## BRIEF
Search the records for "RefCell". Report every line where it occurs.

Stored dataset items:
┌──
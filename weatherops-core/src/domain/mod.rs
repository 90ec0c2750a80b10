//! Domain types: daily observations and the canonical column vocabulary.

pub mod observation;

pub use observation::{
    Observation, AVG_TEMP, MAX_TEMP, MEASUREMENT_COLUMNS, MIN_TEMP, PRECIPITATION,
    REQUIRED_COLUMNS, TEMPERATURE_COLUMNS, TIMESTAMP, WIND_SPEED,
};
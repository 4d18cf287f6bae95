// SPDX-License-Identifier: MIT

//--------------------------------------------------------------------------------------------------
// Public definitions
//--------------------------------------------------------------------------------------------------

/// Exclusive access to the wrapped data for the duration of a closure.
pub trait Mutex {
    type Data;

    fn lock<R>(&self, f: impl FnOnce(&mut Self::Data) -> R) -> R;
}

/// A reader-writer exclusion type.
/// The implementing object allows either a number of readers or at most one writer at any point
/// in time.
pub trait ReadWriteEx {
    type Data;

    /// Grants temporary mutable access to the data.
    fn write<R>(&self, f: impl FnOnce(&mut Self::Data) -> R) -> R;

    /// Grants temporary immutable access to the data.
    fn read<R>(&self, f: impl FnOnce(&Self::Data) -> R) -> R;
}
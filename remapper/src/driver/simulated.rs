// SPDX-License-Identifier: MIT
//! A remapper backed by plain memory instead of a register window.
//!
//! Besides the registers it models the two regions: reads through [`SimulatedRemapper::read_u32`]
//! are redirected by whichever entries have their valid bit set, exactly as a bus access behind
//! the real device would be.

use core::array;
use core::cell::Cell;

use crate::driver::interface::RemapRegisters;
use crate::driver::{group_bit, MAX_ENTRIES, MAX_GROUPS};
use crate::platform::PlatformConfig;

//--------------------------------------------------------------------------------------------------
// Public definitions
//--------------------------------------------------------------------------------------------------

/// A run of 32-bit words at a fixed physical address.
pub struct SimWindow<const WORDS: usize> {
    base: u64,
    words: [Cell<u32>; WORDS],
}

pub struct SimulatedRemapper<const WORDS: usize> {
    platform: PlatformConfig,
    version: u32,
    entries: u32,
    from: [Cell<u64>; MAX_ENTRIES],
    to: [Cell<u64>; MAX_ENTRIES],
    valid: [Cell<u32>; MAX_GROUPS],
    register_writes: Cell<usize>,
    from_window: SimWindow<WORDS>,
    to_window: SimWindow<WORDS>,
}

//--------------------------------------------------------------------------------------------------
// Public code
//--------------------------------------------------------------------------------------------------
impl<const WORDS: usize> SimWindow<WORDS> {
    pub fn new(base: u64, words: [u32; WORDS]) -> Self {
        Self {
            base,
            words: words.map(Cell::new),
        }
    }

    pub fn get(&self, address: u64) -> Option<u32> {
        self.slot(address).map(Cell::get)
    }

    pub fn set(&self, address: u64, value: u32) -> Option<()> {
        self.slot(address).map(|word| word.set(value))
    }

    fn slot(&self, address: u64) -> Option<&Cell<u32>> {
        let offset = address.checked_sub(self.base)?;
        if offset % 4 != 0 {
            return None;
        }

        self.words.get(usize::try_from(offset / 4).ok()?)
    }
}

impl<const WORDS: usize> SimulatedRemapper<WORDS> {
    /// Create a remapper implementing every entry of `platform`, with nothing installed.
    pub fn new(
        platform: PlatformConfig,
        version: u32,
        from_window: SimWindow<WORDS>,
        to_window: SimWindow<WORDS>,
    ) -> Self {
        Self {
            platform,
            version,
            entries: platform.capacity().min(MAX_ENTRIES) as u32,
            from: array::from_fn(|_| Cell::new(0)),
            to: array::from_fn(|_| Cell::new(0)),
            valid: array::from_fn(|_| Cell::new(0)),
            register_writes: Cell::new(0),
            from_window,
            to_window,
        }
    }

    /// Report a smaller entry count than the platform describes.
    pub fn with_entries(mut self, entries: u32) -> Self {
        self.entries = entries.min(MAX_ENTRIES as u32);
        self
    }

    /// Number of register writes performed so far.
    pub fn register_writes(&self) -> usize {
        self.register_writes.get()
    }

    /// Read a word as a bus master would, through any enabled remap entry.
    pub fn read_u32(&self, address: u64) -> Option<u32> {
        let target = self.redirect(address).unwrap_or(address);

        self.from_window
            .get(target)
            .or_else(|| self.to_window.get(target))
    }

    /// Read `N` consecutive words starting at `address`.
    pub fn read_words<const N: usize>(&self, address: u64) -> Option<[u32; N]> {
        let mut out = [0; N];
        for (i, word) in out.iter_mut().enumerate() {
            *word = self.read_u32(address + 4 * i as u64)?;
        }

        Some(out)
    }

    /// Write a word directly into whichever window holds `address`, bypassing the remapper.
    pub fn poke_u32(&self, address: u64, value: u32) -> Option<()> {
        self.from_window
            .set(address, value)
            .or_else(|| self.to_window.set(address, value))
    }

    /// Change a valid register behind the controller's back.
    pub fn corrupt_valid(&self, group: usize, mask: u32) {
        self.valid[group].set(mask);
    }

    fn redirect(&self, address: u64) -> Option<u64> {
        let offset = address.checked_sub(self.platform.from_region_base())?;
        let codec = self.platform.codec();

        (0..self.entries as usize).find_map(|index| {
            let (group, bit) = group_bit(index);
            if self.valid[group].get() & bit == 0 {
                return None;
            }

            let packed_from = self.from[index].get();
            let start = codec.decode_from(packed_from);
            let span = self
                .platform
                .size_classes()
                .span(codec.decode_size_class(packed_from))?;
            let delta = offset.checked_sub(start).filter(|delta| *delta < span)?;

            Some(self.platform.to_region_base() + codec.decode_to(self.to[index].get()) + delta)
        })
    }

    fn count_write(&self) {
        self.register_writes.set(self.register_writes.get() + 1);
    }
}

impl<const WORDS: usize> RemapRegisters for SimulatedRemapper<WORDS> {
    fn entries(&self) -> u32 {
        self.entries
    }

    fn version(&self) -> u32 {
        self.version
    }

    fn read_from(&self, index: usize) -> u64 {
        self.from[index].get()
    }

    fn write_from(&self, index: usize, value: u64) {
        self.count_write();
        self.from[index].set(value);
    }

    fn read_to(&self, index: usize) -> u64 {
        self.to[index].get()
    }

    fn write_to(&self, index: usize, value: u64) {
        self.count_write();
        self.to[index].set(value);
    }

    fn read_valid(&self, group: usize) -> u32 {
        self.valid[group].get()
    }

    fn write_valid(&self, group: usize, mask: u32) {
        self.count_write();
        self.valid[group].set(mask);
    }

    fn flush(&self) {
        self.count_write();
        self.valid.iter().for_each(|mask| mask.set(0));
        self.from.iter().for_each(|from| from.set(0));
        self.to.iter().for_each(|to| to.set(0));
    }
}

#[cfg(test)]
mod tests {
    use super::*;
    use crate::bsp::reference::PLATFORM;

    const ROM: u64 = PLATFORM.from_region_base() + 0x1_0000;
    const RAM: u64 = PLATFORM.to_region_base() + 0x2000;

    fn simulated() -> SimulatedRemapper<4> {
        SimulatedRemapper::new(
            PLATFORM,
            1,
            SimWindow::new(ROM, [1, 2, 3, 4]),
            SimWindow::new(RAM, [5, 6, 7, 8]),
        )
    }

    #[test]
    fn reads_are_direct_without_valid_entries() {
        let sim = simulated();
        sim.write_from(0, 0x1_0007);
        sim.write_to(0, 0x2000);

        assert_eq!(sim.read_words::<4>(ROM), Some([1, 2, 3, 4]));
        assert_eq!(sim.read_u32(RAM + 4), Some(6));
        assert_eq!(sim.read_u32(ROM + 16), None);
    }

    #[test]
    fn valid_entry_redirects_its_span_only() {
        let sim = simulated();
        // Class 6 spans 32 bytes; only the first 16 are backed by the window.
        sim.write_from(5, 0x1_0006);
        sim.write_to(5, 0x2000);
        sim.write_valid(0, 1 << 5);

        assert_eq!(sim.read_words::<4>(ROM), Some([5, 6, 7, 8]));

        sim.write_from(5, 0x1_0007);
        sim.write_to(5, 0x2004);
        assert_eq!(sim.read_words::<3>(ROM), Some([6, 7, 8]));
        assert_eq!(sim.read_u32(ROM + 12), None);
    }

    #[test]
    fn flush_clears_registers() {
        let sim = simulated();
        sim.write_from(113, 0x1_0007);
        sim.write_to(113, 0x2000);
        sim.write_valid(3, 1 << 17);

        sim.flush();

        assert_eq!(sim.read_valid(3), 0);
        assert_eq!(sim.read_from(113), 0);
        assert_eq!(sim.read_words::<4>(ROM), Some([1, 2, 3, 4]));
        assert_eq!(sim.register_writes(), 4);
    }
}
impl<R> RemapTableController<R>
where
    R: RemapRegisters,
{
    /// Create a controller with an empty table.
    ///
    /// The capacity is the smaller of what the platform describes and what the hardware reports.
    /// The hardware is left untouched; [`DeviceDriver::init`] flushes it.
    pub fn new(registers: R, platform: PlatformConfig) -> Self {
        let version = registers.version();
        let implemented = registers.entries() as usize;
        let capacity = platform.capacity().min(implemented).min(MAX_ENTRIES);

        if capacity < platform.capacity() {
            warn!(
                "remapper implements {} entries, platform describes {}",
                capacity,
                platform.capacity()
            );
        }
        info!("remapper version {}, {} entries", version, capacity);

        Self {
            registers,
            platform,
            codec: platform.codec(),
            version,
            capacity,
            table: CriticalSectionLock::new(RemapTable::new()),
        }
    }

    /// Store an entry at `index`, replacing whatever was there. The entry starts disabled.
    ///
    /// Both offsets are relative to their region base and must be aligned to the larger of the
    /// platform granularity and the span of `size_class`.
    pub fn install(
        &self,
        index: usize,
        from_offset: u64,
        to_offset: u64,
        size_class: u8,
    ) -> Result<(), RemapError> {
        self.check_index(index)?;

        let required = self.platform.required_alignment(size_class)?;
        self.codec.check_alignment(from_offset, required)?;
        self.codec.check_alignment(to_offset, required)?;
        let packed_from = self.codec.encode_from(from_offset, size_class)?;
        let packed_to = self.codec.encode_to(to_offset)?;

        let entry = RemapEntry {
            index,
            from_offset,
            to_offset,
            size_class,
            enabled: false,
        };

        self.table.write(|table| {
            // The hardware must never redirect through a half-written entry.
            if table.get(index).is_some_and(|old| old.enabled) {
                self.update_valid(index, false);
            }
            self.registers.write_from(index, packed_from);
            self.registers.write_to(index, packed_to);
            table.entries[index] = Some(entry);
        });

        info!(
            "entry {}: from {:#x} -> to {:#x}, class {}",
            index,
            from_offset,
            to_offset,
            size_class
        );
        Ok(())
    }

    /// Like [`install`](Self::install), with absolute addresses inside the two regions.
    pub fn install_region(
        &self,
        index: usize,
        from_addr: u64,
        to_addr: u64,
        size_class: u8,
    ) -> Result<(), RemapError> {
        let from_offset = self.platform.from_offset(from_addr)?;
        let to_offset = self.platform.to_offset(to_addr)?;

        self.install(index, from_offset, to_offset, size_class)
    }

    pub fn enable(&self, index: usize) -> Result<(), RemapError> {
        self.set_enabled(index, true)
    }

    /// Stop honoring the entry at `index`. Disabling a disabled entry succeeds.
    pub fn disable(&self, index: usize) -> Result<(), RemapError> {
        self.set_enabled(index, false)
    }

    /// Invalidate every entry.
    pub fn flush(&self) {
        self.table.write(|table| {
            self.registers.flush();
            table.clear();
        });

        info!("flushed all remap entries");
    }

    /// The packed from-field of the entry at `index`, as the hardware holds it.
    pub fn read_from(&self, index: usize) -> Result<u64, RemapError> {
        self.read_installed(index, |registers| registers.read_from(index))
    }

    /// The packed to-field of the entry at `index`, as the hardware holds it.
    pub fn read_to(&self, index: usize) -> Result<u64, RemapError> {
        self.read_installed(index, |registers| registers.read_to(index))
    }

    pub fn entry(&self, index: usize) -> Result<RemapEntry, RemapError> {
        self.check_index(index)?;

        self.table
            .read(|table| table.get(index).copied())
            .ok_or(RemapError::NotInstalled(index))
    }

    pub fn is_enabled(&self, index: usize) -> Result<bool, RemapError> {
        self.entry(index).map(|entry| entry.enabled)
    }

    /// Hardware version, read once when the controller was created.
    pub fn version(&self) -> u32 {
        self.version
    }

    pub fn capacity(&self) -> usize {
        self.capacity
    }

    pub fn platform(&self) -> &PlatformConfig {
        &self.platform
    }

    pub fn codec(&self) -> &AddressCodec {
        &self.codec
    }

    pub fn from_region_base(&self) -> u64 {
        self.platform.from_region_base()
    }

    pub fn to_region_base(&self) -> u64 {
        self.platform.to_region_base()
    }

    pub fn registers(&self) -> &R {
        &self.registers
    }

    pub fn validity(&self) -> ValidityReporter<'_, R> {
        ValidityReporter::new(self)
    }

    /// Enabled entries of validity group `group`, one bit per entry.
    pub fn group_mask(&self, group: usize) -> u32 {
        self.validity().group_mask(group)
    }

    /// Check that the hardware valid registers agree with the table.
    pub fn verify(&self) -> Result<(), RemapError> {
        let groups = self.validity().groups();
        let result = self.table.read(|table| {
            (0..groups).try_for_each(|group| {
                let expected = validity::group_mask(table, self.capacity, group);
                let actual = self.registers.read_valid(group);
                if expected != actual {
                    return Err(RemapError::StateMismatch {
                        group,
                        expected,
                        actual,
                    });
                }

                Ok(())
            })
        });

        if let Err(err) = &result {
            warn!("{}", err);
        }
        result
    }
}
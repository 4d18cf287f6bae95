// SPDX-License-Identifier: MIT
//! Controller for the address remapper.
//!
//! The remapper holds a fixed table of entries, each redirecting accesses to a span of the
//! "from" region into the "to" region. [`RemapTableController`] owns the logical state of that
//! table and drives the hardware through an injected [`driver::interface::RemapRegisters`]
//! backend.
#![cfg_attr(not(test), no_std)]

#[doc(hidden)]
pub mod print;

pub mod bsp;
pub mod codec;
pub mod console;
pub mod controller;
pub mod driver;
pub mod error;
pub mod platform;
pub mod sync;
pub mod validity;

pub use codec::AddressCodec;
pub use controller::{RemapEntry, RemapTableController};
pub use error::RemapError;
pub use platform::{PlatformConfig, SizeClassTable};
pub use validity::ValidityReporter;
// SPDX-License-Identifier: MIT
use core::fmt::Arguments;

use crate::console::interface::Write;
use crate::sync::interface::Mutex;
use crate::sync::CriticalSectionLock;

pub mod interface {
    use core::fmt;

    /// A sink for the driver's log output.
    pub trait Write {
        fn write_char(&self, c: char);

        fn write_fmt(&self, args: fmt::Arguments) -> fmt::Result;

        fn flush(&self);
    }
}

struct NullConsole;

impl Write for NullConsole {
    fn write_char(&self, _c: char) {}

    fn write_fmt(&self, _args: Arguments) -> core::fmt::Result {
        Ok(())
    }

    fn flush(&self) {}
}

static NULL_CONSOLE: NullConsole = NullConsole;
static CUR_CONSOLE: CriticalSectionLock<&'static (dyn Write + Sync)> =
    CriticalSectionLock::new(&NULL_CONSOLE);

/// Return the currently registered console. Output is discarded until one is registered.
pub fn console() -> &'static (dyn Write + Sync) {
    CUR_CONSOLE.lock(|con| *con)
}

pub fn register_console(con: &'static (dyn Write + Sync)) {
    CUR_CONSOLE.lock(|cur| *cur = con);
}
// SPDX-License-Identifier: MIT
//! Per-target description of a remapper instance.

use crate::codec::{AddressCodec, MAX_SIZE_CLASS};
use crate::driver::ENTRIES_PER_GROUP;
use crate::error::RemapError;

//--------------------------------------------------------------------------------------------------
// Public definitions
//--------------------------------------------------------------------------------------------------

/// Span in bytes selected by each size class.
///
/// The mapping belongs to the hardware revision, so it is supplied by the board support code.
#[derive(Copy, Clone, Debug, Eq, PartialEq)]
pub struct SizeClassTable {
    spans: [u64; MAX_SIZE_CLASS as usize + 1],
}

/// Everything the controller needs to know about the platform it runs on.
///
/// Only [`PlatformConfig::new`] builds one, so every instance carries a usable granularity.
#[derive(Copy, Clone, Debug, Eq, PartialEq)]
pub struct PlatformConfig {
    from_region_base: u64,
    to_region_base: u64,
    capacity: usize,
    codec: AddressCodec,
    size_classes: SizeClassTable,
}

//--------------------------------------------------------------------------------------------------
// Public code
//--------------------------------------------------------------------------------------------------
impl SizeClassTable {
    /// Create a table. Every span must be a power of two.
    pub const fn new(spans: [u64; MAX_SIZE_CLASS as usize + 1]) -> Result<Self, RemapError> {
        let mut class = 0;
        while class < spans.len() {
            if !spans[class].is_power_of_two() {
                return Err(RemapError::InvalidSpan {
                    size_class: class as u8,
                    span: spans[class],
                });
            }
            class += 1;
        }

        Ok(Self { spans })
    }

    pub const fn span(&self, size_class: u8) -> Option<u64> {
        if size_class > MAX_SIZE_CLASS {
            return None;
        }

        Some(self.spans[size_class as usize])
    }
}

impl PlatformConfig {
    /// Describe a platform.
    ///
    /// `from_region_base` and `to_region_base` are the addresses offsets are relative to,
    /// `capacity` the number of entries the platform is built with, and `granularity` the
    /// minimum alignment of any offset.
    pub const fn new(
        from_region_base: u64,
        to_region_base: u64,
        capacity: usize,
        granularity: u64,
        size_classes: SizeClassTable,
    ) -> Result<Self, RemapError> {
        let codec = match AddressCodec::new(granularity) {
            Ok(codec) => codec,
            Err(err) => return Err(err),
        };

        Ok(Self {
            from_region_base,
            to_region_base,
            capacity,
            codec,
            size_classes,
        })
    }

    pub const fn from_region_base(&self) -> u64 {
        self.from_region_base
    }

    pub const fn to_region_base(&self) -> u64 {
        self.to_region_base
    }

    pub const fn capacity(&self) -> usize {
        self.capacity
    }

    pub const fn granularity(&self) -> u64 {
        self.codec.granularity()
    }

    pub const fn size_classes(&self) -> &SizeClassTable {
        &self.size_classes
    }

    pub const fn codec(&self) -> AddressCodec {
        self.codec
    }

    /// Number of 32-entry validity groups covering the capacity.
    pub const fn groups(&self) -> usize {
        self.capacity.div_ceil(ENTRIES_PER_GROUP)
    }

    /// Alignment required of both offsets of an entry with the given size class.
    pub fn required_alignment(&self, size_class: u8) -> Result<u64, RemapError> {
        let span = self
            .size_classes
            .span(size_class)
            .ok_or(RemapError::InvalidSizeClass(size_class))?;

        Ok(span.max(self.granularity()))
    }

    /// Convert an absolute from-region address into an offset.
    pub fn from_offset(&self, address: u64) -> Result<u64, RemapError> {
        region_offset(address, self.from_region_base)
    }

    /// Convert an absolute to-region address into an offset.
    pub fn to_offset(&self, address: u64) -> Result<u64, RemapError> {
        region_offset(address, self.to_region_base)
    }
}

//--------------------------------------------------------------------------------------------------
// Private code
//--------------------------------------------------------------------------------------------------
fn region_offset(address: u64, base: u64) -> Result<u64, RemapError> {
    address
        .checked_sub(base)
        .ok_or(RemapError::OutsideRegion { address, base })
}
// SPDX-License-Identifier: MIT
use core::cell::RefCell;

use crate::sync::interface::{Mutex, ReadWriteEx};

//--------------------------------------------------------------------------------------------------
// Public definitions
//--------------------------------------------------------------------------------------------------

/// A lock that grants access to its data from inside a `critical_section::with` block.
///
/// Readers and writers both take the critical section, so a writer can never observe a
/// concurrent reader mid-way through a register read-modify-write. The critical section nests,
/// so re-entering the same lock from inside a closure panics instead of aliasing the data.
pub struct CriticalSectionLock<T> {
    data: critical_section::Mutex<RefCell<T>>,
}

//--------------------------------------------------------------------------------------------------
// Public code
//--------------------------------------------------------------------------------------------------
impl<T> CriticalSectionLock<T> {
    pub const fn new(data: T) -> Self {
        Self {
            data: critical_section::Mutex::new(RefCell::new(data)),
        }
    }
}

impl<T> Mutex for CriticalSectionLock<T> {
    type Data = T;

    fn lock<R>(&self, f: impl FnOnce(&mut Self::Data) -> R) -> R {
        critical_section::with(|cs| f(&mut *self.data.borrow_ref_mut(cs)))
    }
}

impl<T> ReadWriteEx for CriticalSectionLock<T> {
    type Data = T;

    fn write<R>(&self, f: impl FnOnce(&mut Self::Data) -> R) -> R {
        self.lock(f)
    }

    fn read<R>(&self, f: impl FnOnce(&Self::Data) -> R) -> R {
        critical_section::with(|cs| f(&*self.data.borrow_ref(cs)))
    }
}
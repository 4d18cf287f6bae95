// SPDX-License-Identifier: MIT
//! Packing of remap entry addresses into their register representation.
//!
//! The from-field carries the size class in its low bits, so a from offset must leave those bits
//! clear. The to-field is the offset itself.

use crate::error::RemapError;

/// Number of low from-field bits that hold the size class.
pub const SIZE_CLASS_BITS: u32 = 3;

/// Mask of the size class in a packed from-field.
pub const SIZE_CLASS_MASK: u64 = (1 << SIZE_CLASS_BITS) - 1;

/// The largest encodable size class.
pub const MAX_SIZE_CLASS: u8 = SIZE_CLASS_MASK as u8;

/// Encoder/decoder for a platform's minimum granularity.
#[derive(Copy, Clone, Debug, Eq, PartialEq)]
pub struct AddressCodec {
    granularity: u64,
}

impl AddressCodec {
    /// Create a codec.
    ///
    /// `granularity` must be a power of two wide enough to hold the size-class bits.
    pub const fn new(granularity: u64) -> Result<Self, RemapError> {
        if !granularity.is_power_of_two() || granularity <= SIZE_CLASS_MASK {
            return Err(RemapError::InvalidGranularity(granularity));
        }

        Ok(Self { granularity })
    }

    /// The minimum alignment of any offset.
    pub const fn granularity(&self) -> u64 {
        self.granularity
    }

    /// Bits of a from-field that are not address bits.
    pub const fn reserved_mask(&self) -> u64 {
        self.granularity - 1
    }

    pub fn check_alignment(&self, offset: u64, required: u64) -> Result<(), RemapError> {
        let required = required.max(self.granularity);
        if offset & (required - 1) != 0 {
            return Err(RemapError::Alignment { offset, required });
        }

        Ok(())
    }

    pub fn encode_from(&self, from_offset: u64, size_class: u8) -> Result<u64, RemapError> {
        if size_class > MAX_SIZE_CLASS {
            return Err(RemapError::InvalidSizeClass(size_class));
        }
        self.check_alignment(from_offset, self.granularity)?;

        Ok(from_offset | u64::from(size_class))
    }

    pub fn encode_to(&self, to_offset: u64) -> Result<u64, RemapError> {
        self.check_alignment(to_offset, self.granularity)?;

        Ok(to_offset)
    }

    pub const fn decode_size_class(&self, packed_from: u64) -> u8 {
        (packed_from & SIZE_CLASS_MASK) as u8
    }

    pub const fn decode_from(&self, packed_from: u64) -> u64 {
        packed_from & !self.reserved_mask()
    }

    pub const fn decode_to(&self, packed_to: u64) -> u64 {
        packed_to
    }
}

#[cfg(test)]
mod tests {
    use super::*;

    const CODEC: AddressCodec = match AddressCodec::new(16) {
        Ok(codec) => codec,
        Err(_) => panic!("16-byte granularity holds the size class"),
    };

    #[test]
    fn granularity_must_hold_the_size_class() {
        assert_eq!(AddressCodec::new(4), Err(RemapError::InvalidGranularity(4)));
        assert_eq!(AddressCodec::new(8), Ok(AddressCodec { granularity: 8 }));
        assert_eq!(AddressCodec::new(24), Err(RemapError::InvalidGranularity(24)));
        assert_eq!(AddressCodec::new(0), Err(RemapError::InvalidGranularity(0)));
    }

    #[test]
    fn from_field_carries_size_class_in_low_bits() {
        let packed = CODEC.encode_from(0x0001_2340, 7).unwrap();

        assert_eq!(packed, 0x0001_2347);
        assert_eq!(CODEC.decode_size_class(packed), 7);
        assert_eq!(CODEC.decode_from(packed), 0x0001_2340);
    }

    #[test]
    fn reserved_bits_must_be_clear() {
        for low in 1..16u64 {
            assert_eq!(
                CODEC.encode_from(0x1000 | low, 0),
                Err(RemapError::Alignment {
                    offset: 0x1000 | low,
                    required: 16
                })
            );
        }
        // Bit 3 is outside the size class but still reserved.
        assert!(CODEC.encode_from(0x8, 7).is_err());
    }

    #[test]
    fn size_class_must_fit() {
        assert_eq!(
            CODEC.encode_from(0x100, 8),
            Err(RemapError::InvalidSizeClass(8))
        );
    }

    #[test]
    fn to_field_is_the_offset() {
        assert_eq!(CODEC.encode_to(0x2000), Ok(0x2000));
        assert_eq!(CODEC.decode_to(0x2000), 0x2000);
        assert!(CODEC.encode_to(0x2004).is_err());
    }

    #[test]
    fn alignment_never_drops_below_granularity() {
        assert!(CODEC.check_alignment(0x18, 8).is_err());
        assert!(CODEC.check_alignment(0x40, 64).is_ok());
        assert_eq!(
            CODEC.check_alignment(0x60, 64),
            Err(RemapError::Alignment {
                offset: 0x60,
                required: 64
            })
        );
    }
}
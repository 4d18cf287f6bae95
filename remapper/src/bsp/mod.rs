// SPDX-License-Identifier: MIT
//! Board support for the platforms the remapper is built into.

pub mod reference;
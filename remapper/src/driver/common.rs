// SPDX-License-Identifier: MIT
#[cfg(feature = "mmio")]
use core::marker::PhantomData;
#[cfg(feature = "mmio")]
use core::ops;

/// Entries sharing one valid register.
pub const ENTRIES_PER_GROUP: usize = 32;

/// Largest table any supported remapper implements.
pub const MAX_ENTRIES: usize = 7 * ENTRIES_PER_GROUP;

/// Number of valid registers needed for [`MAX_ENTRIES`].
pub const MAX_GROUPS: usize = MAX_ENTRIES / ENTRIES_PER_GROUP;

/// The valid register holding `index`, and the entry's bit within it.
pub const fn group_bit(index: usize) -> (usize, u32) {
    (
        index / ENTRIES_PER_GROUP,
        1 << (index % ENTRIES_PER_GROUP),
    )
}

#[cfg(feature = "mmio")]
pub struct MMIODerefWrapper<T> {
    start_addr: usize,
    phantom: PhantomData<fn() -> T>,
}

#[cfg(feature = "mmio")]
impl<T> MMIODerefWrapper<T> {
    /// Create an instance.
    ///
    /// # Safety
    ///
    /// - `start_addr` must point at a mapped, suitably aligned instance of `T` for as long as the
    ///   wrapper lives.
    pub const unsafe fn new(start_addr: usize) -> Self {
        Self {
            start_addr,
            phantom: PhantomData,
        }
    }
}

#[cfg(feature = "mmio")]
impl<T> ops::Deref for MMIODerefWrapper<T> {
    type Target = T;

    fn deref(&self) -> &Self::Target {
        unsafe { &*(self.start_addr as *const _) }
    }
}
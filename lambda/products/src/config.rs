//! Function configuration read from the Lambda environment.

/// Name of the table holding the products.
const TABLE_VAR: &str = "PRODUCTS_TABLE";
/// Optional region override; the SDK's default chain is used otherwise.
const REGION_VAR: &str = "PRODUCTS_TABLE_REGION";

#[derive(Debug, Clone, PartialEq, Eq)]
pub(crate) struct Config {
    pub table_name: String,
    pub region: Option<String>,
}

impl Config {
    /// Read the configuration from the process environment.
    ///
    /// # Errors
    ///
    /// Returns [`ConfigError::MissingTable`] when `PRODUCTS_TABLE` is unset or empty.
    pub fn from_env() -> Result<Self, ConfigError> {
        Self::from_lookup(|name| std::env::var(name).ok())
    }

    fn from_lookup(lookup: impl Fn(&str) -> Option<String>) -> Result<Self, ConfigError> {
        let table_name = lookup(TABLE_VAR)
            .map(|value| value.trim().to_string())
            .filter(|value| !value.is_empty())
            .ok_or(ConfigError::MissingTable(TABLE_VAR))?;

        let region = lookup(REGION_VAR)
            .map(|value| value.trim().to_string())
            .filter(|value| !value.is_empty());

        Ok(Self { table_name, region })
    }
}

#[derive(Debug, thiserror::Error)]
pub(crate) enum ConfigError {
    #[error("{0} not set")]
    MissingTable(&'static str),
}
└──
## SOLUTION TO THE PROBLEM
use core::cell::RefCell;
    data: critical_section::Mutex<RefCell<T>>,
            data: critical_section::Mutex::new(RefCell::new(data)),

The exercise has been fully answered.